Ronald Grant Browne (born 20 August 1937), known as The Voice, is a Scottish musician and songwriter who was a founding member of The Corries.

==Biography==
Browne was born in Edinburgh to John Albert 'Bertie' Browne, a truck driver, and Anne 'Nancy' Browne. He was raised in Scotland. Aside from singing, Browne's other abilities are painting, sketching and rugby, having once played as a winger for his secondary school Boroughmuir. He met Roy Williamson on the rugby field, as Williamson had played as a winger for Boroughmuir's rivals Edinburgh Wanderers.

This led to meeting multi-instrumentalist Bill Smith at Edinburgh College of Art in 1955 and the formation of the Corrie Folk Trio in 1962. The group was expanded the following year with the addition of female singer Paddie Bell. Shortly after releasing three albums in 1965, Bell left to begin a solo career. With the departure of Smith, the following year, Browne and Williamson continued to perform as a duo now known as The Corries.

In 1970, Williamson conceived and built the band's signature instrument: the combolins, a pair of instruments that were rarely played separately. Williamson's instrument featured a basic guitar fingerboard with a bandurria attached and sympathetic resonating strings. Browne's model was a basic guitar with a mandolin attached and four bass strings.

Browne and Williamson were regular performers on Scottish television shows and movies and in 1983 received an International Film and Television Festival gold award for their Scottish Television series, "The Corries & Other Folk". The 1996 film The Bruce features Browne's rendition of the Williamson-penned Flower of Scotland at the end.

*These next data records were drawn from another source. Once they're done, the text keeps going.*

//! Emitters: closed set of spawn patterns sharing a common base

use crate::particle::Particle;
use ember_core::math::RED;
use ember_core::ParticleRng;
use glam::{Vec2, Vec4};

/// Launch direction of a fresh directional emitter, in radians
pub const DEFAULT_DIRECTION: f32 = 1.0;
/// Fresh directional emitters fire in a single direction
pub const DEFAULT_WIDTH: f32 = 0.0;

/// Spawn pattern of an emitter
#[derive(Debug, Clone, Copy, PartialEq)]
pub enum EmitterKind {
    /// Launch angle uniform over the full circle
    Uniform,
    /// Launch angle uniform over `[direction, direction + width)`
    Directional { direction: f32, width: f32 },
    /// Always launches along +x; there is no rotation state yet
    Spinner,
}

impl EmitterKind {
    pub fn label(&self) -> &'static str {
        match self {
            EmitterKind::Uniform => "uniform",
            EmitterKind::Directional { .. } => "directional",
            EmitterKind::Spinner => "spinner",
        }
    }
}

/// A particle source. Owns only its configuration; particles it creates
/// belong to whoever collects them.
#[derive(Debug, Clone, Copy, PartialEq)]
pub struct Emitter {
    pub position: Vec2,
    pub radius: f32,
    pub color: Vec4,
    pub kind: EmitterKind,
}

impl Emitter {
    pub fn new(kind: EmitterKind) -> Self {
        Self {
            position: Vec2::ZERO,
            radius: 10.0,
            color: RED,
            kind,
        }
    }

    pub fn uniform() -> Self {
        Self::new(EmitterKind::Uniform)
    }

    pub fn directional() -> Self {
        Self::new(EmitterKind::Directional {
            direction: DEFAULT_DIRECTION,
            width: DEFAULT_WIDTH,
        })
    }

    pub fn spinner() -> Self {
        Self::new(EmitterKind::Spinner)
    }

    pub fn with_position(mut self, position: Vec2) -> Self {
        self.position = position;
        self
    }

    /// `(direction, width)` for directional emitters
    pub fn direction_width(&self) -> Option<Vec2> {
        match self.kind {
            EmitterKind::Directional { direction, width } => Some(Vec2::new(direction, width)),
            _ => None,
        }
    }

    pub fn direction(&self) -> Option<f32> {
        self.direction_width().map(|v| v.x)
    }

    pub fn width(&self) -> Option<f32> {
        self.direction_width().map(|v| v.y)
    }

    /// Set direction (x) and width (y). Returns false for other variants.
    pub fn set_direction_width(&mut self, values: Vec2) -> bool {
        match &mut self.kind {
            EmitterKind::Directional { direction, width } => {
                *direction = values.x;
                *width = values.y;
                true
            }
            _ => false,
        }
    }

    /// Sample the launch angle for the next particle
    pub fn launch_angle(&self, rng: &mut ParticleRng) -> f32 {
        match self.kind {
            EmitterKind::Uniform => rng.angle(),
            EmitterKind::Directional { direction, width } => direction + width * rng.next_f32(),
            EmitterKind::Spinner => 0.0,
        }
    }

    /// Create one particle at the emitter position
    pub fn create_particle(&self, rng: &mut ParticleRng) -> Particle {
        Particle::launched(self.position, self.launch_angle(rng))
    }
}

impl Default for Emitter {
    fn default() -> Self {
        Self::uniform()
    }
}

Browne appeared in the film playing the role of Maxwell The Minstrel.

Since Williamson's death in 1990, Browne continued to perform and record in the spirit of the Corries. He regularly led the singing of Flower of Scotland, de facto national anthem of Scotland, for the Scotland national rugby and football teams. During his performances, he was known to yell "COME ON!" to the audience during the opening line of the song he was singing and this has often been parodied by the BBC Hogmanay sketch show Only an Excuse?. As of 27 April 2015, Browne announced that due to emotional breakdowns during performances, he has put an end to singing in public.

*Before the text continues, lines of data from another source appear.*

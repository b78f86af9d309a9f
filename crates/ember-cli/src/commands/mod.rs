//! CLI command implementations

pub mod init;
pub mod random;
pub mod run;

use anyhow::Result;
use ember_runtime::{FrameClock, RuntimeSystem};
use glam::Vec2;

/// Run `system` for `frames` fixed steps of `dt` seconds, calling
/// `after_frame` once the system has seen each frame.
pub fn drive<S: RuntimeSystem>(
    system: &mut S,
    frames: u64,
    dt: f64,
    mut after_frame: impl FnMut(&S, &FrameClock),
) -> Result<FrameClock> {
    let mut clock = FrameClock::new();
    system.initialize()?;
    for _ in 0..frames {
        clock.advance(dt);
        system.update(&clock)?;
        after_frame(system, &clock);
    }
    system.shutdown()?;
    tracing::debug!(system = system.name(), frames, "run finished");
    Ok(clock)
}

/// Reject frame steps the clock would clamp or zero out
pub fn check_dt(dt: f64) -> Result<()> {
    if !(dt.is_finite() && dt > 0.0 && dt <= ember_runtime::MAX_FRAME_DELTA) {
        anyhow::bail!(
            "--dt must be in (0, {}], got {}",
            ember_runtime::MAX_FRAME_DELTA,
            dt
        );
    }
    Ok(())
}

/// Axis-aligned bounds of a point set
pub fn bounds(points: impl IntoIterator<Item = Vec2>) -> Option<(Vec2, Vec2)> {
    points.into_iter().fold(None, |acc, p| match acc {
        None => Some((p, p)),
        Some((min, max)) => Some((min.min(p), max.max(p))),
    })
}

Browne is now an accomplished portrait artist.

== Personal life ==
Browne met and fell in love with Patricia Elliott during secondary school, and the two married on 30 June 1959. Together they had three children.

Gavin Browne is the eldest, and has run The Corries Official Website since 1997.

Ronnie and Pat were married for 53 years until Pat died from cancer in 2012.